Using the pathology report in initial treatment decisions for diffuse large B-cell lymphoma in the era of precision medicine:reports from the 57th American Society of Hematology annual meeting
10.3760/cma.j.issn.1009-9921.2016.03.004
- VernacularTitle:精准医疗时代利用组织病理报告指导弥漫大B细胞淋巴瘤的初始治疗:第57届美国血液学会年会报道
- Author:
Xiaojing HU
;
Jumei SHI
;
Bojie DAI
- Publication Type:Journal Article
- Keywords:
Lymphoma,large B-cell,diffuse;
Pathology;
Precision medicine;
American Society of Hematology annual meeting
- From:
Journal of Leukemia & Lymphoma
2016;25(3):144-149
- CountryChina
- Language:Chinese
-
Abstract:
Diffuse large B-cell lymphoma (DLBCL) is the most common subtype of non-Hodgkin lymphoma in the Western world,and is potentially curable with standard R-CHOP chemoimmunotherapy.

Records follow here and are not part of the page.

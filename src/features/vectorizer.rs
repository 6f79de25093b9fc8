// TF-IDF vectorizer with sublinear term-frequency scaling.
//
// fit() builds the vocabulary from document-frequency-filtered terms;
// transform() maps any document onto that fixed vocabulary. The fitted
// vocabulary is an explicit value threaded through the pipeline; there
// is no shared vectorizer state anywhere.

use std::collections::HashMap;

use tracing::debug;

use crate::error::{PipelineError, Result};

/// Vocabulary-building parameters. Defaults match the original tool:
/// a term must appear in at least 5 documents and at most 95% of them.
#[derive(Debug, Clone)]
pub struct TfidfVectorizer {
    /// Minimum document frequency, absolute.
    pub min_df: usize,
    /// Maximum document frequency, as a fraction of corpus size.
    pub max_df: f64,
}

impl Default for TfidfVectorizer {
    fn default() -> Self {
        Self {
            min_df: 5,
            max_df: 0.95,
        }
    }
}

/// A fitted vocabulary: ordered terms, term → column index, and the idf
/// weight per column. Immutable once fitted.
#[derive(Debug, Clone)]
pub struct FittedVectorizer {
    vocabulary: Vec<String>,
    index: HashMap<String, usize>,
    idf: Vec<f64>,
}

/// Documents × vocabulary matrix of TF-IDF weights.
#[derive(Debug, Clone)]
pub struct FeatureMatrix {
    rows: Vec<Vec<f64>>,
    n_terms: usize,
}

impl FeatureMatrix {
    pub fn n_docs(&self) -> usize {
        self.rows.len()
    }

    pub fn n_terms(&self) -> usize {
        self.n_terms
    }

    pub fn rows(&self) -> &[Vec<f64>] {
        &self.rows
    }
}

impl TfidfVectorizer {
    pub fn new(min_df: usize, max_df: f64) -> Self {
        Self { min_df, max_df }
    }

    /// Build the vocabulary over a normalized corpus.
    ///
    /// Terms are kept when `min_df <= df` and `df / n_docs <= max_df`,
    /// and ordered lexicographically, so refitting an identical corpus
    /// yields an identical vocabulary. The idf is the smoothed
    /// `ln((1 + n) / (1 + df)) + 1`.
    pub fn fit(&self, corpus: &[String]) -> Result<FittedVectorizer> {
        if corpus.is_empty() {
            return Err(PipelineError::EmptyCorpus);
        }
        if self.min_df == 0 {
            return Err(PipelineError::InvalidConfig {
                name: "min_df",
                message: "must be at least 1".to_string(),
            });
        }
        if !(self.max_df > 0.0 && self.max_df <= 1.0) {
            return Err(PipelineError::InvalidConfig {
                name: "max_df",
                message: format!("must be in (0, 1], got {}", self.max_df),
            });
        }

        let n_docs = corpus.len();
        let mut doc_freq: HashMap<&str, usize> = HashMap::new();
        for doc in corpus {
            let mut seen: Vec<&str> = doc.split_whitespace().collect();
            seen.sort_unstable();
            seen.dedup();
            for term in seen {
                *doc_freq.entry(term).or_insert(0) += 1;
            }
        }

        let mut vocabulary: Vec<String> = doc_freq
            .iter()
            .filter(|(_, &df)| df >= self.min_df && df as f64 / n_docs as f64 <= self.max_df)
            .map(|(term, _)| (*term).to_string())
            .collect();
        vocabulary.sort_unstable();

        let idf = vocabulary
            .iter()
            .map(|term| {
                let df = doc_freq[term.as_str()];
                ((1.0 + n_docs as f64) / (1.0 + df as f64)).ln() + 1.0
            })
            .collect();

        let index = vocabulary
            .iter()
            .enumerate()
            .map(|(i, term)| (term.clone(), i))
            .collect();

        debug!(
            n_docs,
            vocabulary = vocabulary.len(),
            "Fitted TF-IDF vocabulary"
        );

        Ok(FittedVectorizer {
            vocabulary,
            index,
            idf,
        })
    }

    /// Fit on a corpus and transform it in one step.
    pub fn fit_transform(&self, corpus: &[String]) -> Result<(FittedVectorizer, FeatureMatrix)> {
        let fitted = self.fit(corpus)?;
        let matrix = fitted.transform(corpus);
        Ok((fitted, matrix))
    }
}

impl FittedVectorizer {
    /// The ordered vocabulary; the position of a term is its column.
    pub fn vocabulary(&self) -> &[String] {
        &self.vocabulary
    }

    /// Map documents onto the fitted vocabulary, preserving order.
    ///
    /// Term frequency is sublinear (`1 + ln(count)`); each row is
    /// L2-normalized. Terms unseen at fit time contribute zero weight.
    pub fn transform(&self, docs: &[String]) -> FeatureMatrix {
        let rows = docs.iter().map(|doc| self.transform_one(doc)).collect();
        FeatureMatrix {
            rows,
            n_terms: self.vocabulary.len(),
        }
    }

    fn transform_one(&self, doc: &str) -> Vec<f64> {
        let mut counts: HashMap<usize, usize> = HashMap::new();
        for term in doc.split_whitespace() {
            if let Some(&col) = self.index.get(term) {
                *counts.entry(col).or_insert(0) += 1;
            }
        }

        let mut row = vec![0.0; self.vocabulary.len()];
        for (col, count) in counts {
            let tf = 1.0 + (count as f64).ln();
            row[col] = tf * self.idf[col];
        }

        let norm: f64 = row.iter().map(|w| w * w).sum::<f64>().sqrt();
        if norm > 0.0 {
            for w in &mut row {
                *w /= norm;
            }
        }
        row
    }
}

#[cfg(test)]
mod tests {
    use super::*;

    fn corpus(docs: &[&str]) -> Vec<String> {
        docs.iter().map(|d| d.to_string()).collect()
    }

    #[test]
    fn empty_corpus_is_a_data_error() {
        let err = TfidfVectorizer::default().fit(&[]).unwrap_err();
        assert!(matches!(err, PipelineError::EmptyCorpus));
    }

    #[test]
    fn vocabulary_is_sorted_and_reproducible() {
        let docs = corpus(&["beta alpha", "alpha gamma", "beta gamma delta"]);
        let vectorizer = TfidfVectorizer::new(1, 1.0);
        let first = vectorizer.fit(&docs).unwrap();
        let second = vectorizer.fit(&docs).unwrap();
        assert_eq!(first.vocabulary(), second.vocabulary());
        let mut sorted = first.vocabulary().to_vec();
        sorted.sort();
        assert_eq!(first.vocabulary(), sorted.as_slice());
    }

    #[test]
    fn min_df_and_max_df_filter_vocabulary() {
        // "common" in 4/4 docs, "rare" in 1/4, "pair" in 2/4
        let docs = corpus(&[
            "common rare pair",
            "common pair",
            "common word",
            "common word",
        ]);
        let fitted = TfidfVectorizer::new(2, 0.9).fit(&docs).unwrap();
        let vocab = fitted.vocabulary();
        assert!(!vocab.contains(&"common".to_string()), "df=1.0 > max_df");
        assert!(!vocab.contains(&"rare".to_string()), "df=1 < min_df");
        assert!(vocab.contains(&"pair".to_string()));
        assert!(vocab.contains(&"word".to_string()));
    }

    #[test]
    fn matrix_shape_matches_corpus_and_vocabulary() {
        let docs = corpus(&["alpha beta", "beta gamma", "gamma alpha delta"]);
        let (fitted, matrix) = TfidfVectorizer::new(1, 1.0).fit_transform(&docs).unwrap();
        assert_eq!(matrix.n_docs(), 3);
        assert_eq!(matrix.n_terms(), fitted.vocabulary().len());
        for row in matrix.rows() {
            assert_eq!(row.len(), fitted.vocabulary().len());
        }
    }

    #[test]
    fn rows_are_l2_normalized() {
        let docs = corpus(&["alpha beta beta", "beta gamma"]);
        let (_, matrix) = TfidfVectorizer::new(1, 1.0).fit_transform(&docs).unwrap();
        for row in matrix.rows() {
            let norm: f64 = row.iter().map(|w| w * w).sum::<f64>().sqrt();
            assert!((norm - 1.0).abs() < 1e-9, "row norm {norm}");
        }
    }

    #[test]
    fn unseen_terms_contribute_zero() {
        let train = corpus(&["alpha beta", "beta gamma"]);
        let fitted = TfidfVectorizer::new(1, 1.0).fit(&train).unwrap();
        let matrix = fitted.transform(&corpus(&["omega omega omega"]));
        assert_eq!(matrix.n_docs(), 1);
        assert!(matrix.rows()[0].iter().all(|&w| w == 0.0));
    }

    #[test]
    fn sublinear_tf_dampens_repeats() {
        let docs = corpus(&["alpha beta", "alpha alpha alpha alpha beta"]);
        let fitted = TfidfVectorizer::new(1, 1.0).fit(&docs).unwrap();
        let matrix = fitted.transform(&docs);
        let col = fitted
            .vocabulary()
            .iter()
            .position(|t| t == "alpha")
            .unwrap();
        // 4 repeats weigh more than 1, but nowhere near 4x after
        // sublinear scaling and row normalization
        let single = matrix.rows()[0][col];
        let repeated = matrix.rows()[1][col];
        assert!(repeated > single);
        assert!(repeated < single * 4.0);
    }
}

We are now in an era that the heterogeneity of DLBCL is defined genetically and molecularly,and rational subset-specific therapeutic targets are guiding clinical trials.Primary mediastinal DLBCL is a unique clinicopathologic entity, and alternatives to R-CHOP may confer superior outcome. Rearrangement of the myc oncogene occurs in 10%of patients with DLBCL, and confers a very poor prognosis with standard R-CHOP, particularly when there is concomitant rearrangement of bcl-2, a condition referred to as double-hit DLBCL. A larger subset of DLBCL demonstrates overexpression of both myc and bcl-2 by immunohistochemistry. Analyze the source of cells by gene expression profile, immunohistochemistry algorithms,or a novel Lymph2Cx platform,provides prognostic information, and guides therapeutic decisions in both relapsed and de novo disease. This article reviews latest research presented at the 57th American Society of Hematology (ASH) annual meeting on the definition of specific subsets of DLBCL and selection of subtype-specific treatment,including novel approaches under investigation. Understanding these key features of the pathology report, and limitations of these assays defining subsets of DLBCL, allows for a precision medicine approach to this disease.